Eflin had relied heavily early in his career on his two-seam fastball, preferring ground balls over strikeouts. He was a sinker-baller. But the Phillies, as they did with a lot of their young arms, asked Eflin last season to try throwing his four-seam fastball at the top of the zone. Instead of finesse, they wanted power.

At times, it worked. His strikeout rate doubled last season and he started this season with a 2.83 ERA in his first 14 starts. Eflin felt liberated. He was no longer just a sinker-baller. But then, just like last season, he began to fade.

The Braves hammered his four-seamer that night, the same way other teams had for a month, and sent him to the bullpen. Eflin knew the Phillies’ way was no longer working. He didn’t feel comfortable trying to blow hitters away.

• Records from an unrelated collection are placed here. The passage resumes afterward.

//! Execution state tracking.
//!
//! One [`ExecutionState`] exists per job. Steps running in parallel share it
//! and report their outcome through [`ExecutionState::exit`], the only
//! operation that mutates it. A single mutex guards the build and job records;
//! everything else is immutable after construction.

use super::records::{Build, Job, Repo, System, Workspace};
use super::traits::ContainerClient;
use crate::pipeline::Status;
use parking_lot::Mutex;
use std::fmt;
use std::io::{self, Write};
use std::sync::Arc;

/// Output sink shared by every step of a job
pub type Sink = Box<dyn Write + Send>;

#[derive(Debug, Default)]
struct Records {
    build: Build,
    job: Job,
}

/// State of one job run
pub struct ExecutionState {
    repo: Repo,
    build_last: Option<Build>,
    system: System,
    workspace: Workspace,

    /// Container runtime used to spawn step containers.
    client: Arc<dyn ContainerClient>,

    stdout: Mutex<Sink>,
    stderr: Mutex<Sink>,

    records: Mutex<Records>,
}

impl ExecutionState {
    /// Creates a state for a job run by `client`, writing to the process's
    /// stdout and stderr
    #[must_use]
    pub fn new(client: Arc<dyn ContainerClient>) -> Self {
        Self {
            repo: Repo::default(),
            build_last: None,
            system: System::default(),
            workspace: Workspace::default(),
            client,
            stdout: Mutex::new(Box::new(io::stdout())),
            stderr: Mutex::new(Box::new(io::stderr())),
            records: Mutex::new(Records::default()),
        }
    }

    /// Sets the repository
    #[must_use]
    pub fn with_repo(mut self, repo: Repo) -> Self {
        self.repo = repo;
        self
    }

    /// Sets the current build
    #[must_use]
    pub fn with_build(mut self, build: Build) -> Self {
        self.records.get_mut().build = build;
        self
    }

    /// Sets the previous build of the same branch
    #[must_use]
    pub fn with_build_last(mut self, build: Build) -> Self {
        self.build_last = Some(build);
        self
    }

    /// Sets the current job
    #[must_use]
    pub fn with_job(mut self, job: Job) -> Self {
        self.records.get_mut().job = job;
        self
    }

    /// Sets the system settings
    #[must_use]
    pub fn with_system(mut self, system: System) -> Self {
        self.system = system;
        self
    }

    /// Sets the workspace
    #[must_use]
    pub fn with_workspace(mut self, workspace: Workspace) -> Self {
        self.workspace = workspace;
        self
    }

    /// Redirects step stdout
    #[must_use]
    pub fn with_stdout(mut self, sink: Sink) -> Self {
        self.stdout = Mutex::new(sink);
        self
    }

    /// Redirects step stderr
    #[must_use]
    pub fn with_stderr(mut self, sink: Sink) -> Self {
        self.stderr = Mutex::new(sink);
        self
    }

    /// Records a step's exit code. A non-zero value fails the job and build.
    ///
    /// Zero never clears an earlier failure.
    pub fn exit(&self, code: i32) {
        let mut records = self.records.lock();

        // only persist non-zero exit
        if code != 0 {
            tracing::debug!(code, job = records.job.number, "recording failed exit");
            records.job.exit_code = code;
            records.job.status = Status::Failure;
            records.build.status = Status::Failure;
        }
    }

    /// Exit code of the job, 0 unless a step failed
    #[must_use]
    pub fn exit_code(&self) -> i32 {
        self.records.lock().job.exit_code
    }

    /// Reports whether the job has failed
    #[must_use]
    pub fn failed(&self) -> bool {
        self.exit_code() != 0
    }

    /// Status the job ends with if no further step fails
    #[must_use]
    pub fn final_status(&self) -> Status {
        if self.failed() {
            Status::Failure
        } else {
            Status::Success
        }
    }

    /// Reports whether the outcome differs from the previous build's
    #[must_use]
    pub fn status_changed(&self) -> bool {
        self.build_last
            .as_ref()
            .is_some_and(|last| last.status != self.final_status())
    }

    /// Snapshot of the current build
    #[must_use]
    pub fn build(&self) -> Build {
        self.records.lock().build.clone()
    }

    /// Snapshot of the current job
    #[must_use]
    pub fn job(&self) -> Job {
        self.records.lock().job.clone()
    }

    /// Repository being built
    #[must_use]
    pub fn repo(&self) -> &Repo {
        &self.repo
    }

    /// Previous build, if known
    #[must_use]
    pub fn build_last(&self) -> Option<&Build> {
        self.build_last.as_ref()
    }

    /// System settings
    #[must_use]
    pub fn system(&self) -> &System {
        &self.system
    }

    /// Workspace location
    #[must_use]
    pub fn workspace(&self) -> &Workspace {
        &self.workspace
    }

    /// Container runtime handle
    #[must_use]
    pub fn client(&self) -> &Arc<dyn ContainerClient> {
        &self.client
    }

    /// Writes step output to the stdout sink
    ///
    /// # Errors
    ///
    /// Returns the sink's IO error.
    pub fn write_stdout(&self, buf: &[u8]) -> io::Result<()> {
        let mut sink = self.stdout.lock();
        sink.write_all(buf)?;
        sink.flush()
    }

    /// Writes step output to the stderr sink
    ///
    /// # Errors
    ///
    /// Returns the sink's IO error.
    pub fn write_stderr(&self, buf: &[u8]) -> io::Result<()> {
        let mut sink = self.stderr.lock();
        sink.write_all(buf)?;
        sink.flush()
    }
}

impl fmt::Debug for ExecutionState {
    fn fmt(&self, f: &mut fmt::Formatter<'_>) -> fmt::Result {
        f.debug_struct("ExecutionState")
            .field("repo", &self.repo.full_name)
            .field("records", &*self.records.lock())
            .field("workspace", &self.workspace)
            .finish_non_exhaustive()
    }
}

#[cfg(test)]
pub(crate) mod tests {
    use super::*;
    use crate::executor::traits::HealthStatus;
    use crate::pipeline::{ContainerNode, PipelineError};
    use pretty_assertions::assert_eq;

    /// Client that never runs anything
    pub(crate) struct IdleClient;

    impl ContainerClient for IdleClient {
        fn run(&self, _: &ContainerNode, _: &ExecutionState) -> Result<i32, PipelineError> {
            Ok(0)
        }

        fn health_check(&self) -> HealthStatus {
            HealthStatus::Healthy
        }
    }

    /// Sink whose contents stay readable after the state takes ownership
    #[derive(Clone, Default)]
    pub(crate) struct SharedBuf(pub(crate) Arc<Mutex<Vec<u8>>>);

    impl SharedBuf {
        pub(crate) fn contents(&self) -> String {
            String::from_utf8_lossy(&self.0.lock()).into_owned()
        }
    }

    impl Write for SharedBuf {
        fn write(&mut self, buf: &[u8]) -> io::Result<usize> {
            self.0.lock().extend_from_slice(buf);
            Ok(buf.len())
        }

        fn flush(&mut self) -> io::Result<()> {
            Ok(())
        }
    }

    fn running_state() -> ExecutionState {
        ExecutionState::new(Arc::new(IdleClient))
            .with_build(Build {
                number: 7,
                status: Status::Running,
                ..Build::default()
            })
            .with_job(Job {
                number: 1,
                status: Status::Running,
                ..Job::default()
            })
    }

    #[test]
    fn test_new_state_has_not_failed() {
        let state = running_state();
        assert_eq!(state.exit_code(), 0);
        assert!(!state.failed());
        assert_eq!(state.final_status(), Status::Success);
    }

    #[test]
    fn test_exit_zero_is_a_no_op() {
        let state = running_state();
        state.exit(0);

        assert!(!state.failed());
        assert_eq!(state.job().status, Status::Running);
        assert_eq!(state.build().status, Status::Running);
    }

    #[test]
    fn test_exit_non_zero_fails_job_and_build() {
        let state = running_state();
        state.exit(2);

        assert!(state.failed());
        assert_eq!(state.exit_code(), 2);
        assert_eq!(state.job().status, Status::Failure);
        assert_eq!(state.build().status, Status::Failure);
        assert_eq!(state.final_status(), Status::Failure);
    }

    #[test]
    fn test_failure_latches() {
        let state = running_state();
        state.exit(1);
        state.exit(0);

        assert!(state.failed());
        assert_eq!(state.exit_code(), 1);
    }

    #[test]
    fn test_later_failure_overwrites_code() {
        let state = running_state();
        state.exit(1);
        state.exit(137);

        assert_eq!(state.exit_code(), 137);
        assert_eq!(state.job().status, Status::Failure);
    }

    #[test]
    fn test_concurrent_exits_fail_iff_any_non_zero() {
        let state = running_state();

        std::thread::scope(|scope| {
            for i in 0..64 {
                let state = &state;
                scope.spawn(move || {
                    let code = if i == 41 { 3 } else { 0 };
                    state.exit(code);
                    let _ = state.failed();
                });
            }
        });

        assert!(state.failed());
        assert_eq!(state.exit_code(), 3);
        assert_eq!(state.build().status, Status::Failure);
    }

    #[test]
    fn test_concurrent_zero_exits_stay_green() {
        let state = running_state();

        std::thread::scope(|scope| {
            for _ in 0..64 {
                scope.spawn(|| state.exit(0));
            }
        });

        assert!(!state.failed());
        assert_eq!(state.build().status, Status::Running);
    }

    #[test]
    fn test_status_changed_against_previous_build() {
        let state = running_state().with_build_last(Build {
            status: Status::Failure,
            ..Build::default()
        });
        assert!(state.status_changed());

        state.exit(1);
        assert!(!state.status_changed());

        assert!(!running_state().status_changed());
    }

    #[test]
    fn test_output_goes_to_sinks() {
        let out = SharedBuf::default();
        let err = SharedBuf::default();
        let state = running_state()
            .with_stdout(Box::new(out.clone()))
            .with_stderr(Box::new(err.clone()));

        state.write_stdout(b"hello\n").unwrap();
        state.write_stderr(b"oops\n").unwrap();

        assert_eq!(out.contents(), "hello\n");
        assert_eq!(err.contents(), "oops\n");
    }

    #[test]
    fn test_accessors() {
        let state = running_state()
            .with_repo(Repo::new("octocat", "hello-world"))
            .with_workspace(Workspace::default());

        assert_eq!(state.repo().full_name, "octocat/hello-world");
        assert_eq!(state.workspace().path, std::path::PathBuf::from("/drone/src"));
        assert!(state.build_last().is_none());
        assert!(state.client().health_check().is_operational());
        assert!(format!("{state:?}").contains("octocat/hello-world"));
    }
}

Being a sinkerballer is how Eflin feels most comfortable. So when Jake Arrieta opted this month for season-ending surgery and gave Eflin another chance to stick in the rotation, the right-hander decided to revert to what he knew best.

“The beautiful thing about this game is that everyone is their own individual person and their own individual player,” Eflin said. “I think to get the most out of the team, you have to get the most out of the players. I think I can benefit the team the most by getting early outs, staying deep into the game, saving our bullpen, and really be aggressive and attack the zone.”

That’s what Eflin did last week in Miami, returning for the first time as the sinker-ball pitcher he was when he first reached the big leagues. He had almost shelved his two-seam fastball the last two seasons, but he threw it for 48% of his pitches against the Marlins.

Eflin pitched six innings, allowed two runs, and struck out just two. But the most important stat to him was the 13 ground balls he recorded. Eflin induced plenty of weak contact, and it was a promising return to sinker-balling.

Eflin, who will start Sunday night against the Mets, threw his four-seam fastball for 41% of his pitches and his two-seam for 15% in his first 20 starts. He went to the bullpen with a 4.63 ERA. A week ago Saturday in Miami, those numbers were reversed.

He thought about returning to sinker-balling after his rough start against the Braves, but when he moved to the bullpen, he decided against it. Back in the rotation, Eflin told pitching coach Chris Young of his plan. If he was going to succeed or fail, Eflin was going to do it his way.

“We simply sat down and talked about it, and I told him what I thought I was best at doing,” Eflin said. “At the end of the day, it’s a two-way street. They want what’s best as well. If I’m at my best going out there throwing sinker balls and getting early contact and going late into the game, then ultimately that’s what’s going to be best for the team. There was no point where they were against me doing it.”

His first night as a sinker-baller came against the Marlins, so it is not a guarantee that Eflin is automatically fixed. But it was a good first start. The Mets on Sunday will provide a better test. But the Phillies need him just to keep them in games for the season’s final weeks. If they reach the playoffs, it will be their offense that carries them there. They just need their pitching to give them a chance.

Eflin believes his sinker ball — not the four-seamer the Phillies asked him to throw — puts him in the best position to do that. If Eflin is right, he’ll be walking to the dugout in the seventh inning instead of the third. And he won’t have to keep his head dipped to block the boos.

“To go out and execute a game plan the way you want to is pretty fun,” Eflin said. “Now it’s all about putting it all together. I have to do what I have to do to be the best version of me on the field. If that’s it, that’s what I’m going to do.”